A new study finds that dogs’ ancestors may have split from wolves as much as 40,000 years ago. This comes in direct contrast to previous genetic analyses, which suggested that the split occurred just 16,000 years ago, according to Pontus Skoglund, a research fellow in genetics at Harvard Medical School, and lead author on the study.
Researchers still don’t know exactly when or where dogs were domesticated, or even which wolf population eventually gave way to our obedient sidekicks. So when Skoglund and his colleagues at Stockholm University and the Swedish Museum of Natural History came across an ancient Siberian wolf bone, they hoped “this ancient wolf might shed some light on that question,” Skoglund says.
If the ancient wolf was roaming Siberia 35,000 years ago, the ancestor to modern dogs might have been as well.
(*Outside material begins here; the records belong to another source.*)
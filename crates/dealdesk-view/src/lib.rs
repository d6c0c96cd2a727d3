// Copyright 2026 Phillip Cloud
// Licensed under the Apache License, Version 2.0

//! Derived-state engines for list-driven UIs: debounced filtering, sorting,
//! pagination, infinite scrolling, a kanban drag state machine, and a month
//! calendar grid. Everything here is pure state -- the owning view performs
//! I/O and feeds completions back in.

pub mod calendar;
pub mod debounce;
pub mod filter;
pub mod kanban;
pub mod page;
pub mod sort;

pub use calendar::*;
pub use debounce::*;
pub use filter::*;
pub use kanban::*;
pub use page::*;
pub use sort::*;
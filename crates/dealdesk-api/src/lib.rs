// Copyright 2026 Phillip Cloud
// Licensed under the Apache License, Version 2.0

use anyhow::{Context, Result, anyhow, bail};
use reqwest::StatusCode;
use reqwest::blocking::{Client as HttpClient, Response};
use serde::Deserialize;
use serde::de::DeserializeOwned;
use std::time::Duration;

use dealdesk_app::{
    ActivityEntry, Customer, CustomerId, CustomerMetrics, DashboardSummary, Deal, DealId,
    DealMetrics, DealStatus, SalesPoint, Task, TaskId, TaskStatus,
};

pub mod mock;

/// Blocking client for the Flowgrid CRM REST API.
#[derive(Debug, Clone)]
pub struct Client {
    base_url: String,
    timeout: Duration,
    http: HttpClient,
}

impl Client {
    pub fn new(base_url: &str, timeout: Duration) -> Result<Self> {
        let base_url = base_url.trim_end_matches('/').to_owned();
        if base_url.is_empty() {
            bail!("api.base_url must not be empty");
        }

        let http = HttpClient::builder()
            .timeout(timeout)
            .build()
            .context("build HTTP client")?;

        Ok(Self {
            base_url,
            timeout,
            http,
        })
    }

    pub fn base_url(&self) -> &str {
        &self.base_url
    }

    pub fn timeout(&self) -> Duration {
        self.timeout
    }

    pub fn customers(&self) -> Result<Vec<Customer>> {
        self.get_json("/customers")
    }

    /// One page of the customer feed. Pages are 1-based; the backend
    /// returns a short or empty page at the end of the collection.
    pub fn customer_page(&self, page: usize, page_size: usize) -> Result<Vec<Customer>> {
        self.get_json(&format!("/customers?page={page}&pageSize={page_size}"))
    }

    pub fn customer(&self, id: &CustomerId) -> Result<Customer> {
        self.get_json(&format!("/customers/{id}"))
    }

    pub fn deals(&self) -> Result<Vec<Deal>> {
        self.get_json("/deals")
    }

    /// Moves a deal to a new pipeline stage and returns the updated deal.
    pub fn update_deal_status(&self, id: &DealId, status: DealStatus) -> Result<Deal> {
        let response = self
            .http
            .patch(format!("{}/deals/{id}/status", self.base_url))
            .json(&serde_json::json!({ "status": status }))
            .send()
            .map_err(|error| connection_error(&self.base_url, error))?;
        decode(check(response)?).context("decode updated deal")
    }

    pub fn delete_deal(&self, id: &DealId) -> Result<()> {
        let response = self
            .http
            .delete(format!("{}/deals/{id}", self.base_url))
            .send()
            .map_err(|error| connection_error(&self.base_url, error))?;
        check(response)?;
        Ok(())
    }

    pub fn tasks(&self) -> Result<Vec<Task>> {
        self.get_json("/tasks")
    }

    pub fn update_task_status(&self, id: &TaskId, status: TaskStatus) -> Result<Task> {
        let response = self
            .http
            .patch(format!("{}/tasks/{id}/status", self.base_url))
            .json(&serde_json::json!({ "status": status }))
            .send()
            .map_err(|error| connection_error(&self.base_url, error))?;
        decode(check(response)?).context("decode updated task")
    }

    pub fn delete_task(&self, id: &TaskId) -> Result<()> {
        let response = self
            .http
            .delete(format!("{}/tasks/{id}", self.base_url))
            .send()
            .map_err(|error| connection_error(&self.base_url, error))?;
        check(response)?;
        Ok(())
    }

    pub fn dashboard_summary(&self) -> Result<DashboardSummary> {
        self.get_json("/dashboard/summary")
    }

    pub fn recent_activity(&self) -> Result<Vec<ActivityEntry>> {
        self.get_json("/dashboard/activity")
    }

    pub fn sales_overview(&self) -> Result<Vec<SalesPoint>> {
        self.get_json("/analytics/sales")
    }

    pub fn customer_metrics(&self) -> Result<CustomerMetrics> {
        self.get_json("/analytics/customers")
    }

    pub fn deal_metrics(&self) -> Result<DealMetrics> {
        self.get_json("/analytics/deals")
    }

    fn get_json<T: DeserializeOwned>(&self, path: &str) -> Result<T> {
        let response = self
            .http
            .get(format!("{}{path}", self.base_url))
            .send()
            .map_err(|error| connection_error(&self.base_url, error))?;
        decode(check(response)?).with_context(|| format!("decode response for {path}"))
    }
}

fn check(response: Response) -> Result<Response> {
    let status = response.status();
    if !status.is_success() {
        let body = response.text().unwrap_or_default();
        return Err(clean_error_response(status, &body));
    }
    Ok(response)
}

fn decode<T: DeserializeOwned>(response: Response) -> Result<T> {
    response.json().map_err(Into::into)
}

fn connection_error(base_url: &str, error: reqwest::Error) -> anyhow::Error {
    anyhow!(
        "cannot reach {} -- check api.base_url or run with --mock ({} )",
        base_url,
        error
    )
}

fn clean_error_response(status: StatusCode, body: &str) -> anyhow::Error {
    if let Ok(parsed) = serde_json::from_str::<ApiErrorEnvelope>(body) {
        if let Some(message) = parsed.message.filter(|message| !message.is_empty()) {
            return anyhow!("server error ({}): {}", status.as_u16(), message);
        }
        if let Some(error) = parsed.error.filter(|error| !error.is_empty()) {
            return anyhow!("server error ({}): {}", status.as_u16(), error);
        }
    }

    if body.len() < 100 && !body.contains('{') && !body.trim().is_empty() {
        return anyhow!("server error ({}): {}", status.as_u16(), body.trim());
    }

    anyhow!("server returned {}", status.as_u16())
}

#[derive(Debug, Deserialize)]
struct ApiErrorEnvelope {
    error: Option<String>,
    message: Option<String>,
}

#[cfg(test)]
mod tests {
    use super::Client;
    use std::time::Duration;

    #[test]
    fn trailing_slash_is_trimmed_from_the_base_url() {
        let client =
            Client::new("http://localhost:8080/api/", Duration::from_secs(5)).expect("client");
        assert_eq!(client.base_url(), "http://localhost:8080/api");
    }

    #[test]
    fn empty_base_url_is_rejected() {
        let error = Client::new("", Duration::from_secs(5)).expect_err("must reject");
        assert!(error.to_string().contains("api.base_url"));
    }
}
The wolf rib was collected from the Russian Taimyr Peninsula in 2010, and radiocarbon dating revealed that the bone was roughly 35,000 years old. The team sequenced the Taimyr wolf’s genome and built population history models based on the genetic data of the ancient wolf and that of modern-day wolves and dogs. By comparing the genomes, they found that all three lineages likely split from a common ancestor around the same time. And if the ancient wolf was roaming Siberia 35,000 years ago, the authors reasoned, the ancestor to modern dogs might have been as well.
The team found more evidence for this theory by determining the mutation rate for dogs—the amount of time it would take for all the genetic differences between modern-day wolves and dogs to arise. They then compared the ancient wolf’s genome to modern day populations’, and found that the mutation rate had to be half as fast as the previous estimates, which the authors say were based on assumptions rather than direct measures. In other words, the genetic changes that made dogs distinct from wolves arose much more slowly than previously thought; the differences between wolves and dogs today would need about twice as long as the estimated 16,000 years to develop. The authors conclude that the ancestors to dogs likely split from modern-day wolves’ ancestor between 27,000 and 40,000 years ago.
This research opens up the possibility that dogs were domesticated much earlier than previously thought, although we still don’t know exactly when dogs became humanity’s best friend. “We can’t tell for sure just from the genetics,” says Skoglund, who adds that the most exciting finding is that Husky-type dog breeds share approximately 3.5 percent of their DNA with the Taimyr wolf. The genetic link suggests the dogs’ ancestors interbred with the ancient wolf population at some point in the past.
Skoglund, who spends most of his time working on ancient human genomes, sees parallels to our own history, and the link we share with another extinct species: “This ancient wolf is to Siberian Huskies what Neanderthals are to people outside of Africa,” he says.